■ DESCRIPTION OF THE TASK ■
Search the data for the string "that", and report each line where it is found.

■ MATERIAL SHOWN ■
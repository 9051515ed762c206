//! Strongly typed identifier wrappers.
//!
//! Pixels are keyed by an integer index; sites and sectors carry the
//! operator's string codes verbatim (e.g. `"MOB0421"`, `"MOB0421_2"`).
//! All IDs are `Ord + Hash` so they can be used as map keys and sorted
//! collection elements without ceremony.

use std::collections::BTreeSet;
use std::fmt;

/// Generate a typed ID wrapper around a primitive integer.
macro_rules! typed_id {
    ($(#[$attr:meta])* $vis:vis struct $name:ident($inner:ty);) => {
        $(#[$attr])*
        #[derive(Copy, Clone, PartialEq, Eq, Hash, PartialOrd, Ord, Debug)]
        #[cfg_attr(feature = "serde", derive(serde::Serialize, serde::Deserialize))]
        $vis struct $name(pub $inner);

        impl fmt::Display for $name {
            fn fmt(&self, f: &mut fmt::Formatter<'_>) -> fmt::Result {
                write!(f, "{}({})", stringify!($name), self.0)
            }
        }

        impl From<$inner> for $name {
            #[inline(always)]
            fn from(n: $inner) -> $name {
                $name(n)
            }
        }
    };
}

/// Generate a typed ID wrapper around an owned string code.
macro_rules! named_id {
    ($(#[$attr:meta])* $vis:vis struct $name:ident;) => {
        $(#[$attr])*
        #[derive(Clone, PartialEq, Eq, Hash, PartialOrd, Ord, Debug)]
        #[cfg_attr(feature = "serde", derive(serde::Serialize, serde::Deserialize))]
        #[cfg_attr(feature = "serde", serde(transparent))]
        $vis struct $name(pub String);

        impl $name {
            pub fn new(code: impl Into<String>) -> Self {
                Self(code.into())
            }

            pub fn as_str(&self) -> &str {
                &self.0
            }
        }

        impl fmt::Display for $name {
            fn fmt(&self, f: &mut fmt::Formatter<'_>) -> fmt::Result {
                f.write_str(&self.0)
            }
        }

        impl From<&str> for $name {
            fn from(code: &str) -> $name {
                $name(code.to_owned())
            }
        }

        impl From<String> for $name {
            fn from(code: String) -> $name {
                $name(code)
            }
        }
    };
}

typed_id! {
    /// Stable identifier of one physical grid cell within a scenario/year.
    pub struct PixelIndex(u64);
}

named_id! {
    /// Transmission site code.  One site hosts one or more sectors.
    pub struct SiteId;
}

named_id! {
    /// Sector (cell) code, unique across sites.
    pub struct SectorId;
}

// ── SiteSet ───────────────────────────────────────────────────────────────────

/// The set of sites to decommission in one what-if request.
///
/// Ordered so that logs and repository queries see sites in a stable order.
#[derive(Clone, Debug, Default, PartialEq, Eq)]
pub struct SiteSet(BTreeSet<SiteId>);

impl SiteSet {
    pub fn new() -> Self {
        Self::default()
    }

    pub fn insert(&mut self, site: SiteId) -> bool {
        self.0.insert(site)
    }

    pub fn contains(&self, site: &SiteId) -> bool {
        self.0.contains(site)
    }

    /// `true` when no site is switched off.
    pub fn is_empty(&self) -> bool {
        self.0.is_empty()
    }

    pub fn len(&self) -> usize {
        self.0.len()
    }

    pub fn iter(&self) -> impl Iterator<Item = &SiteId> + '_ {
        self.0.iter()
    }
}

impl<S: Into<SiteId>> FromIterator<S> for SiteSet {
    fn from_iter<I: IntoIterator<Item = S>>(iter: I) -> Self {
        SiteSet(iter.into_iter().map(Into::into).collect())
    }
}

impl fmt::Display for SiteSet {
    fn fmt(&self, f: &mut fmt::Formatter<'_>) -> fmt::Result {
        f.write_str("{")?;
        for (i, site) in self.0.iter().enumerate() {
            if i > 0 {
                f.write_str(", ")?;
            }
            f.write_str(site.as_str())?;
        }
        f.write_str("}")
    }
}
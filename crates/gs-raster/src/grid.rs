//! Grid geometry and the raster container.

use gs_core::BoundingBox;

use crate::{RasterError, RasterResult};

/// Metres per degree used by the default presets.
pub const METERS_PER_DEGREE: f64 = 111_000.0;

// ── SpatialRef ────────────────────────────────────────────────────────────────

/// Coordinate reference system, identified by EPSG code.
#[derive(Copy, Clone, Debug, PartialEq, Eq)]
pub struct SpatialRef {
    pub epsg:       u16,
    /// Geographic (lat/lon) rather than projected coordinates.
    pub geographic: bool,
}

impl SpatialRef {
    pub const WGS84: SpatialRef = SpatialRef { epsg: 4326, geographic: true };

    pub fn projected(epsg: u16) -> Self {
        Self { epsg, geographic: false }
    }
}

impl Default for SpatialRef {
    fn default() -> Self {
        Self::WGS84
    }
}

// ── GridSpec ──────────────────────────────────────────────────────────────────

/// How samples are binned into cells.
#[derive(Copy, Clone, Debug, PartialEq)]
pub struct GridSpec {
    /// Edge length of one square cell, in metres.
    pub cell_size_m:       f64,
    pub meters_per_degree: f64,
    /// Fill for cells that receive no sample.
    pub no_data:           f64,
    pub spatial_ref:       SpatialRef,
}

impl GridSpec {
    /// 56 m cells: sector, coverage, and switch-off maps.
    pub fn pixel_map() -> Self {
        Self {
            cell_size_m:       56.0,
            meters_per_degree: METERS_PER_DEGREE,
            no_data:           0.0,
            spatial_ref:       SpatialRef::WGS84,
        }
    }

    /// 315 m cells: competitive benchmark maps.
    pub fn competitive_map() -> Self {
        Self { cell_size_m: 315.0, ..Self::pixel_map() }
    }

    pub fn with_no_data(self, no_data: f64) -> Self {
        Self { no_data, ..self }
    }

    /// Cell edge in degrees.
    #[inline]
    pub fn resolution_degrees(&self) -> f64 {
        self.cell_size_m / self.meters_per_degree
    }

    pub(crate) fn validate(&self) -> RasterResult<()> {
        let res = self.resolution_degrees();
        if res.is_finite() && res > 0.0 && self.no_data.is_finite() {
            Ok(())
        } else {
            Err(RasterError::InvalidSpec(format!(
                "cell_size_m={} meters_per_degree={} no_data={}",
                self.cell_size_m, self.meters_per_degree, self.no_data
            )))
        }
    }
}

impl Default for GridSpec {
    fn default() -> Self {
        Self::pixel_map()
    }
}

// ── GeoTransform ──────────────────────────────────────────────────────────────

/// North-up affine transform: `x = origin_x + col·pixel_width`,
/// `y = origin_y - row·pixel_height`.
#[derive(Copy, Clone, Debug, PartialEq)]
pub struct GeoTransform {
    pub origin_x:     f64,
    pub origin_y:     f64,
    pub pixel_width:  f64,
    /// Positive; rows grow southward.
    pub pixel_height: f64,
}

impl GeoTransform {
    /// Square cells anchored at the north-west corner.
    pub fn from_origin(west: f64, north: f64, res: f64) -> Self {
        Self { origin_x: west, origin_y: north, pixel_width: res, pixel_height: res }
    }

    /// Cell containing `(lon, lat)`, clamped into `cols × rows`.
    ///
    /// Points on the east or south edge land in the last column or row.
    pub fn cell_of(&self, lon: f64, lat: f64, cols: usize, rows: usize) -> (usize, usize) {
        let col = ((lon - self.origin_x) / self.pixel_width).floor().max(0.0) as usize;
        let row = ((self.origin_y - lat) / self.pixel_height).floor().max(0.0) as usize;
        (col.min(cols.saturating_sub(1)), row.min(rows.saturating_sub(1)))
    }

    pub fn bounds(&self, cols: usize, rows: usize) -> BoundingBox {
        BoundingBox {
            xmin: self.origin_x,
            ymin: self.origin_y - rows as f64 * self.pixel_height,
            xmax: self.origin_x + cols as f64 * self.pixel_width,
            ymax: self.origin_y,
        }
    }
}

// ── RasterGrid ────────────────────────────────────────────────────────────────

/// Single-band `f32` raster, row-major, row 0 at the north edge.
#[derive(Clone, Debug, PartialEq)]
pub struct RasterGrid {
    pub cols:        usize,
    pub rows:        usize,
    pub cells:       Vec<f32>,
    pub transform:   GeoTransform,
    pub spatial_ref: SpatialRef,
    pub no_data:     f64,
}

impl RasterGrid {
    /// A grid with every cell set to `no_data`.
    pub fn filled(cols: usize, rows: usize, transform: GeoTransform, spatial_ref: SpatialRef, no_data: f64) -> Self {
        Self {
            cols,
            rows,
            cells: vec![no_data as f32; cols * rows],
            transform,
            spatial_ref,
            no_data,
        }
    }

    #[inline]
    pub fn get(&self, col: usize, row: usize) -> Option<f32> {
        (col < self.cols && row < self.rows).then(|| self.cells[row * self.cols + col])
    }

    #[inline]
    pub fn set(&mut self, col: usize, row: usize, value: f32) {
        if col < self.cols && row < self.rows {
            self.cells[row * self.cols + col] = value;
        }
    }

    /// NaN or equal to the no-data sentinel at `f32` precision.
    #[inline]
    pub fn is_no_data(&self, value: f32) -> bool {
        value.is_nan() || value == self.no_data as f32
    }

    pub fn bounds(&self) -> BoundingBox {
        self.transform.bounds(self.cols, self.rows)
    }

    /// Number of cells holding a value.
    pub fn valid_count(&self) -> usize {
        self.cells.iter().filter(|&&v| !self.is_no_data(v)).count()
    }
}
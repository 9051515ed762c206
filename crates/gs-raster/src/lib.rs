//! `gs-raster` — irregular KPI samples to a georeferenced grid.
//!
//! # Crate layout
//!
//! | Module         | Contents                                                  |
//! |----------------|-----------------------------------------------------------|
//! | [`grid`]       | `GridSpec`, `GeoTransform`, `SpatialRef`, `RasterGrid`    |
//! | [`rasterize`]  | `rasterize(samples, spec)`                                |
//! | [`geotiff`]    | single-band `f32` and 8-bit RGB/RGBA GeoTIFF codec        |
//! | [`center`]     | `density_center` (outlier-trimmed map centre)             |
//! | [`error`]      | `RasterError`, `RasterResult<T>`                          |
//!
//! # Grid model
//!
//! ```text
//! res  = cell_size_m / meters_per_degree         (degrees, both axes)
//! cols = ceil((xmax - xmin) / res)
//! rows = ceil((ymax - ymin) / res)
//! origin = (xmin, ymax), row index grows southward
//! ```
//!
//! Converting metres to degrees with a single constant is an equirectangular
//! approximation: cells get narrower east-west as latitude grows.  The
//! constant is a [`GridSpec`] field rather than a hidden literal.

pub mod center;
pub mod error;
pub mod geotiff;
pub mod grid;
pub mod rasterize;


pub use center::density_center;
pub use error::{RasterError, RasterResult};
pub use geotiff::{read_geotiff, write_geotiff, write_rgb8_geotiff, write_rgba8_geotiff};
pub use grid::{GeoTransform, GridSpec, RasterGrid, SpatialRef, METERS_PER_DEGREE};
pub use rasterize::rasterize;
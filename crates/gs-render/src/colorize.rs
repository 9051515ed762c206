//! Value raster → RGB / RGBA pixels.

use gs_core::{BoundingBox, ColorScaleId, VisualProfile};
use gs_raster::{GeoTransform, RasterGrid, SpatialRef};

use crate::{build_legend, check_range, ColorLegend, ColorScale, RenderResult};

/// Legend size used when a caller does not choose one.
pub const DEFAULT_LEGEND_ENTRIES: usize = 6;

/// Parameters of one colorization.
#[derive(Copy, Clone, Debug, PartialEq)]
pub struct ColorizeOptions {
    pub vmin:           f64,
    pub vmax:           f64,
    pub scale:          ColorScale,
    /// Cells equal to this value (at `f32` precision) are transparent, in
    /// addition to the raster's own sentinel.
    pub no_data:        f64,
    pub legend_entries: usize,
}

impl ColorizeOptions {
    pub fn new(vmin: f64, vmax: f64, scale: ColorScaleId) -> Self {
        Self {
            vmin,
            vmax,
            scale: ColorScale::new(scale),
            no_data: 0.0,
            legend_entries: DEFAULT_LEGEND_ENTRIES,
        }
    }

    /// Range, scale and no-data of a KPI's visual profile.
    pub fn from_profile(profile: &VisualProfile) -> Self {
        Self { no_data: profile.no_data, ..Self::new(profile.vmin, profile.vmax, profile.scale) }
    }

    pub fn with_legend_entries(self, n: usize) -> Self {
        Self { legend_entries: n, ..self }
    }
}

/// Output of [`colorize`]: interleaved 8-bit pixels plus the legend and the
/// georeferencing of the source grid.
#[derive(Clone, Debug, PartialEq)]
pub struct ColorizedRaster {
    /// `cols · rows · 3` bytes; undefined cells are black.
    pub rgb:         Vec<u8>,
    /// `cols · rows · 4` bytes; undefined cells are fully transparent.
    pub rgba:        Vec<u8>,
    pub cols:        usize,
    pub rows:        usize,
    pub legend:      ColorLegend,
    pub bounds:      BoundingBox,
    pub transform:   GeoTransform,
    pub spatial_ref: SpatialRef,
}

impl ColorizedRaster {
    /// RGBA of the cell at `(col, row)`.
    pub fn rgba_at(&self, col: usize, row: usize) -> Option<[u8; 4]> {
        if col >= self.cols || row >= self.rows {
            return None;
        }
        let i = (row * self.cols + col) * 4;
        Some([self.rgba[i], self.rgba[i + 1], self.rgba[i + 2], self.rgba[i + 3]])
    }

    /// Number of opaque cells.
    pub fn opaque_count(&self) -> usize {
        self.rgba.chunks_exact(4).filter(|px| px[3] == u8::MAX).count()
    }
}

/// Color every cell of `grid`.
///
/// The range is validated before any pixel is touched; the output is a pure
/// function of `grid` and `opts`.
pub fn colorize(grid: &RasterGrid, opts: &ColorizeOptions) -> RenderResult<ColorizedRaster> {
    let range = check_range(opts.vmin, opts.vmax)?;
    let span = range.max - range.min;
    let extra_no_data = opts.no_data as f32;

    let n = grid.cells.len();
    let mut rgb = Vec::with_capacity(n * 3);
    let mut rgba = Vec::with_capacity(n * 4);

    for &cell in &grid.cells {
        if grid.is_no_data(cell) || cell == extra_no_data {
            rgb.extend_from_slice(&[0, 0, 0]);
            rgba.extend_from_slice(&[0, 0, 0, 0]);
            continue;
        }
        let t = (f64::from(cell).clamp(range.min, range.max) - range.min) / span;
        let [r, g, b] = opts.scale.at(t);
        rgb.extend_from_slice(&[r, g, b]);
        rgba.extend_from_slice(&[r, g, b, u8::MAX]);
    }

    let legend = build_legend(opts.scale, range.min, range.max, opts.legend_entries)?;

    tracing::debug!(
        cols = grid.cols,
        rows = grid.rows,
        scale = %opts.scale.id(),
        "colorized raster"
    );

    Ok(ColorizedRaster {
        rgb,
        rgba,
        cols: grid.cols,
        rows: grid.rows,
        legend,
        bounds: grid.bounds(),
        transform: grid.transform,
        spatial_ref: grid.spatial_ref,
    })
}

■ EXERCISE RESPONSE ■
/// Ordered so that logs and repository queries see sites in a stable order.
    /// Fill for cells that receive no sample.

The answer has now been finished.